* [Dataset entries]
★ ★ ★ ★

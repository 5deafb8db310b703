pub mod images;

pub use images::{ImageCache, ImageFetchError, ImageSource, ImageState};
//! Domain modules for the Vagdevi showcase
//!
//! Each domain owns its slice of state, its messages and its update logic.
//! Domains talk to each other through [`CrossDomainEvent`]s.

pub mod carousel;
pub mod contact;
pub mod ui;

use crate::common::messages::{CrossDomainEvent, DomainMessage};
use iced::Task;

/// Domain registry that manages all domain states
#[derive(Debug, Default)]
pub struct DomainRegistry {
    pub ui: ui::UiDomain,
    pub carousel: carousel::CarouselDomain,
    pub contact: contact::ContactDomain,
}

impl DomainRegistry {
    /// Handle a cross-domain event by notifying all relevant domains
    pub fn handle_event(
        &mut self,
        event: CrossDomainEvent,
    ) -> Task<DomainMessage> {
        let tasks = vec![
            self.ui.handle_event(&event),
            self.carousel.handle_event(&event),
            self.contact.handle_event(&event),
        ];

        Task::batch(tasks)
    }
}
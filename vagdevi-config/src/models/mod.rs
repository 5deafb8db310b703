pub mod sources;

use std::path::PathBuf;
use std::time::Duration;

use url::Url;
use vagdevi_core::RelayCredentials;
use vagdevi_core::carousel::{DEFAULT_SWIPE_THRESHOLD, MAX_VISIBILITY_RADIUS};
use vagdevi_core::contact::DEFAULT_RESET_DELAY;

#[derive(Debug, Clone, Default)]
pub struct Config {
    /// Absent when any of the three relay values is missing.
    pub mail_relay: Option<MailRelayConfig>,
    pub carousel: CarouselConfig,
    pub contact: ContactConfig,
    pub metadata: ConfigMetadata,
}

impl Config {
    pub fn relay_credentials(&self) -> Option<&RelayCredentials> {
        self.mail_relay.as_ref().map(|relay| &relay.credentials)
    }
}

#[derive(Debug, Clone)]
pub struct MailRelayConfig {
    pub credentials: RelayCredentials,
    pub api_url: Url,
}

#[derive(Debug, Clone, Copy, PartialEq)]
pub struct CarouselConfig {
    pub visibility_radius: usize,
    pub swipe_threshold: f32,
}

impl Default for CarouselConfig {
    fn default() -> Self {
        Self {
            visibility_radius: MAX_VISIBILITY_RADIUS,
            swipe_threshold: DEFAULT_SWIPE_THRESHOLD,
        }
    }
}

#[derive(Debug, Clone, Copy, PartialEq, Eq)]
pub struct ContactConfig {
    pub reset_delay: Duration,
}

impl Default for ContactConfig {
    fn default() -> Self {
        Self {
            reset_delay: DEFAULT_RESET_DELAY,
        }
    }
}

#[derive(Debug, Clone, Default)]
pub struct ConfigMetadata {
    pub config_path: Option<PathBuf>,
    pub env_file_loaded: bool,
}
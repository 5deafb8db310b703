//! Service seams between the domains and the outside world.

pub mod mail;

pub use mail::{EmailJsService, MailService, RelayError};
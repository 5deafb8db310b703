use std::fmt;

#[derive(Debug, Clone, PartialEq, Eq)]
pub struct ConfigWarning {
    pub message: String,
    pub hint: Option<String>,
}

impl fmt::Display for ConfigWarning {
    fn fmt(&self, f: &mut fmt::Formatter<'_>) -> fmt::Result {
        match &self.hint {
            Some(hint) => write!(f, "{} ({hint})", self.message),
            None => f.write_str(&self.message),
        }
    }
}

#[derive(Debug, Default, Clone)]
pub struct ConfigWarnings {
    pub items: Vec<ConfigWarning>,
}

impl ConfigWarnings {
    pub fn push<S: Into<String>>(&mut self, message: S) {
        self.items.push(ConfigWarning {
            message: message.into(),
            hint: None,
        });
    }

    pub fn push_with_hint<S: Into<String>, H: Into<String>>(
        &mut self,
        message: S,
        hint: H,
    ) {
        self.items.push(ConfigWarning {
            message: message.into(),
            hint: Some(hint.into()),
        });
    }

    pub fn is_empty(&self) -> bool {
        self.items.is_empty()
    }

    pub fn len(&self) -> usize {
        self.items.len()
    }

    pub fn iter(&self) -> impl Iterator<Item = &ConfigWarning> {
        self.items.iter()
    }

    /// True when any warning message contains `needle`.
    pub fn mentions(&self, needle: &str) -> bool {
        self.items.iter().any(|warning| warning.message.contains(needle))
    }
}
impl TextEditor {
    pub fn style() -> fn(&Theme, text_editor::Status) -> text_editor::Style {
        |theme, status| Self::build(theme, status, false)
    }

    pub fn invalid() -> fn(&Theme, text_editor::Status) -> text_editor::Style {
        |theme, status| Self::build(theme, status, true)
    }

    fn build(
        theme: &Theme,
        status: text_editor::Status,
        invalid: bool,
    ) -> text_editor::Style {
        let (border_color, border_width) = match (status, invalid) {
            (_, true) => (VagdeviTheme::ERROR, 1.0),
            (text_editor::Status::Focused { .. }, false) => {
                (VagdeviTheme::SAFFRON, 2.0)
            }
            _ => (VagdeviTheme::BORDER_COLOR, 1.0),
        };

        let background = match status {
            text_editor::Status::Disabled => VagdeviTheme::BACKGROUND_ALT,
            _ => Color {
                a: 0.5,
                ..VagdeviTheme::BACKGROUND
            },
        };

        let mut style = text_editor::default(theme, status);
        style.background = Background::Color(background);
        style.border = Border {
            color: border_color,
            width: border_width,
            radius: 12.0.into(),
        };
        style.placeholder = VagdeviTheme::PLACEHOLDER;
        style.value = VagdeviTheme::ESPRESSO;
        style.selection = Color {
            a: 0.3,
            ..VagdeviTheme::SAFFRON
        };
        style
    }
}

#[cfg(test)]
mod tests {
    use super::*;

    #[test]
    fn darken_scales_channels_and_keeps_alpha() {
        let darker = darken(Color::from_rgba(0.5, 1.0, 0.2, 0.7), 0.5);
        assert!((darker.r - 0.25).abs() < 0.001);
        assert!((darker.g - 0.5).abs() < 0.001);
        assert!((darker.a - 0.7).abs() < 0.001);
    }
}
//! Mail relay service trait and the EmailJS adapter.
//!
//! The contact domain only depends on [`MailService`]; the recording stub
//! used by tests lives in `infra::testing::stubs::RecordingMailService`.

use async_trait::async_trait;
use reqwest::StatusCode;
use thiserror::Error;
use url::Url;
use vagdevi_config::MailRelayConfig;
use vagdevi_core::OutboundEmail;

#[derive(Debug, Error)]
pub enum RelayError {
    #[error("mail relay request failed: {0}")]
    Http(#[from] reqwest::Error),
    #[error("mail relay rejected the message with {status}: {body}")]
    Rejected { status: StatusCode, body: String },
}

/// Delivers validated contact messages.
#[async_trait]
pub trait MailService: Send + Sync + std::fmt::Debug {
    /// Send one message. No retries are attempted.
    async fn send(&self, email: OutboundEmail) -> Result<(), RelayError>;
}

/// Posts messages to the EmailJS REST endpoint.
#[derive(Debug, Clone)]
pub struct EmailJsService {
    client: reqwest::Client,
    endpoint: Url,
}

impl EmailJsService {
    pub fn new(endpoint: Url) -> Self {
        Self {
            client: reqwest::Client::new(),
            endpoint,
        }
    }

    pub fn from_config(config: &MailRelayConfig) -> Self {
        Self::new(config.api_url.clone())
    }

    pub fn endpoint(&self) -> &Url {
        &self.endpoint
    }
}

#[async_trait]
impl MailService for EmailJsService {
    async fn send(&self, email: OutboundEmail) -> Result<(), RelayError> {
        log::debug!(
            "Sending contact message via {} (service {})",
            self.endpoint,
            email.credentials.service_id
        );

        let response = self
            .client
            .post(self.endpoint.clone())
            .json(&email.request())
            .send()
            .await?;

        let status = response.status();
        if !status.is_success() {
            let body = response.text().await.unwrap_or_default();
            log::warn!("Mail relay rejected message: {} - {}", status, body);
            return Err(RelayError::Rejected { status, body });
        }

        log::info!("Contact message delivered");
        Ok(())
    }
}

★ ★ ★ ★

* [Task item] Copy the data exactly as it was presented.

* [Exercise solution]
repository 5deafb8db310b703
pub mod images;

pub use images::{ImageCache, ImageFetchError, ImageSource, ImageState};
//! Domain modules for the Vagdevi showcase
//!
//! Each domain owns its slice of state, its messages and its update logic.
//! Domains talk to each other through [`CrossDomainEvent`]s.

pub mod carousel;
pub mod contact;
pub mod ui;

use crate::common::messages::{CrossDomainEvent, DomainMessage};
use iced::Task;

/// Domain registry that manages all domain states
#[derive(Debug, Default)]
pub struct DomainRegistry {
    pub ui: ui::UiDomain,
    pub carousel: carousel::CarouselDomain,
    pub contact: contact::ContactDomain,
}

impl DomainRegistry {
    /// Handle a cross-domain event by notifying all relevant domains
    pub fn handle_event(
        &mut self,
        event: CrossDomainEvent,
    ) -> Task<DomainMessage> {
        let tasks = vec![
            self.ui.handle_event(&event),
            self.carousel.handle_event(&event),
            self.contact.handle_event(&event),
        ];

        Task::batch(tasks)
    }
}
filename vagdevi-config/src/models/mod.rs
repository 5deafb8db310b703
pub mod sources;

use std::path::PathBuf;
use std::time::Duration;

use url::Url;
use vagdevi_core::RelayCredentials;
use vagdevi_core::carousel::{DEFAULT_SWIPE_THRESHOLD, MAX_VISIBILITY_RADIUS};
use vagdevi_core::contact::DEFAULT_RESET_DELAY;

#[derive(Debug, Clone, Default)]
pub struct Config {
    /// Absent when any of the three relay values is missing.
    pub mail_relay: Option<MailRelayConfig>,
    pub carousel: CarouselConfig,
    pub contact: ContactConfig,
    pub metadata: ConfigMetadata,
}

impl Config {
    pub fn relay_credentials(&self) -> Option<&RelayCredentials> {
        self.mail_relay.as_ref().map(|relay| &relay.credentials)
    }
}

#[derive(Debug, Clone)]
pub struct MailRelayConfig {
    pub credentials: RelayCredentials,
    pub api_url: Url,
}

#[derive(Debug, Clone, Copy, PartialEq)]
pub struct CarouselConfig {
    pub visibility_radius: usize,
    pub swipe_threshold: f32,
}

impl Default for CarouselConfig {
    fn default() -> Self {
        Self {
            visibility_radius: MAX_VISIBILITY_RADIUS,
            swipe_threshold: DEFAULT_SWIPE_THRESHOLD,
        }
    }
}

#[derive(Debug, Clone, Copy, PartialEq, Eq)]
pub struct ContactConfig {
    pub reset_delay: Duration,
}

impl Default for ContactConfig {
    fn default() -> Self {
        Self {
            reset_delay: DEFAULT_RESET_DELAY,
        }
    }
}

#[derive(Debug, Clone, Default)]
pub struct ConfigMetadata {
    pub config_path: Option<PathBuf>,
    pub env_file_loaded: bool,
}
repository 5deafb8db310b703
//! Service seams between the domains and the outside world.

pub mod mail;

pub use mail::{EmailJsService, MailService, RelayError};
repository 5deafb8db310b703
use std::fmt;

#[derive(Debug, Clone, PartialEq, Eq)]
pub struct ConfigWarning {
    pub message: String,
    pub hint: Option<String>,
}

impl fmt::Display for ConfigWarning {
    fn fmt(&self, f: &mut fmt::Formatter<'_>) -> fmt::Result {
        match &self.hint {
            Some(hint) => write!(f, "{} ({hint})", self.message),
            None => f.write_str(&self.message),
        }
    }
}

#[derive(Debug, Default, Clone)]
pub struct ConfigWarnings {
    pub items: Vec<ConfigWarning>,
}

impl ConfigWarnings {
    pub fn push<S: Into<String>>(&mut self, message: S) {
        self.items.push(ConfigWarning {
            message: message.into(),
            hint: None,
        });
    }

    pub fn push_with_hint<S: Into<String>, H: Into<String>>(
        &mut self,
        message: S,
        hint: H,
    ) {
        self.items.push(ConfigWarning {
            message: message.into(),
            hint: Some(hint.into()),
        });
    }

    pub fn is_empty(&self) -> bool {
        self.items.is_empty()
    }

    pub fn len(&self) -> usize {
        self.items.len()
    }

    pub fn iter(&self) -> impl Iterator<Item = &ConfigWarning> {
        self.items.iter()
    }

    /// True when any warning message contains `needle`.
    pub fn mentions(&self, needle: &str) -> bool {
        self.items.iter().any(|warning| warning.message.contains(needle))
    }
}
impl TextEditor {
    pub fn style() -> fn(&Theme, text_editor::Status) -> text_editor::Style {
        |theme, status| Self::build(theme, status, false)
    }

    pub fn invalid() -> fn(&Theme, text_editor::Status) -> text_editor::Style {
        |theme, status| Self::build(theme, status, true)
    }

    fn build(
        theme: &Theme,
        status: text_editor::Status,
        invalid: bool,
    ) -> text_editor::Style {
        let (border_color, border_width) = match (status, invalid) {
            (_, true) => (VagdeviTheme::ERROR, 1.0),
            (text_editor::Status::Focused { .. }, false) => {
                (VagdeviTheme::SAFFRON, 2.0)
            }
            _ => (VagdeviTheme::BORDER_COLOR, 1.0),
        };

        let background = match status {
            text_editor::Status::Disabled => VagdeviTheme::BACKGROUND_ALT,
            _ => Color {
                a: 0.5,
                ..VagdeviTheme::BACKGROUND
            },
        };

        let mut style = text_editor::default(theme, status);
        style.background = Background::Color(background);
        style.border = Border {
            color: border_color,
            width: border_width,
            radius: 12.0.into(),
        };
        style.placeholder = VagdeviTheme::PLACEHOLDER;
        style.value = VagdeviTheme::ESPRESSO;
        style.selection = Color {
            a: 0.3,
            ..VagdeviTheme::SAFFRON
        };
        style
    }
}

#[cfg(test)]
mod tests {
    use super::*;

    #[test]
    fn darken_scales_channels_and_keeps_alpha() {
        let darker = darken(Color::from_rgba(0.5, 1.0, 0.2, 0.7), 0.5);
        assert!((darker.r - 0.25).abs() < 0.001);
        assert!((darker.g - 0.5).abs() < 0.001);
        assert!((darker.a - 0.7).abs() < 0.001);
    }
}
//! Mail relay service trait and the EmailJS adapter.
//!
//! The contact domain only depends on [`MailService`]; the recording stub
//! used by tests lives in `infra::testing::stubs::RecordingMailService`.

use async_trait::async_trait;
use reqwest::StatusCode;
use thiserror::Error;
use url::Url;
use vagdevi_config::MailRelayConfig;
use vagdevi_core::OutboundEmail;

#[derive(Debug, Error)]
pub enum RelayError {
    #[error("mail relay request failed: {0}")]
    Http(#[from] reqwest::Error),
    #[error("mail relay rejected the message with {status}: {body}")]
    Rejected { status: StatusCode, body: String },
}

/// Delivers validated contact messages.
#[async_trait]
pub trait MailService: Send + Sync + std::fmt::Debug {
    /// Send one message. No retries are attempted.
    async fn send(&self, email: OutboundEmail) -> Result<(), RelayError>;
}

/// Posts messages to the EmailJS REST endpoint.
#[derive(Debug, Clone)]
pub struct EmailJsService {
    client: reqwest::Client,
    endpoint: Url,
}

impl EmailJsService {
    pub fn new(endpoint: Url) -> Self {
        Self {
            client: reqwest::Client::new(),
            endpoint,
        }
    }

    pub fn from_config(config: &MailRelayConfig) -> Self {
        Self::new(config.api_url.clone())
    }

    pub fn endpoint(&self) -> &Url {
        &self.endpoint
    }
}

#[async_trait]
impl MailService for EmailJsService {
    async fn send(&self, email: OutboundEmail) -> Result<(), RelayError> {
        log::debug!(
            "Sending contact message via {} (service {})",
            self.endpoint,
            email.credentials.service_id
        );

        let response = self
            .client
            .post(self.endpoint.clone())
            .json(&email.request())
            .send()
            .await?;

        let status = response.status();
        if !status.is_success() {
            let body = response.text().await.unwrap_or_default();
            log::warn!("Mail relay rejected message: {} - {}", status, body);
            return Err(RelayError::Rejected { status, body });
        }

        log::info!("Contact message delivered");
        Ok(())
    }
}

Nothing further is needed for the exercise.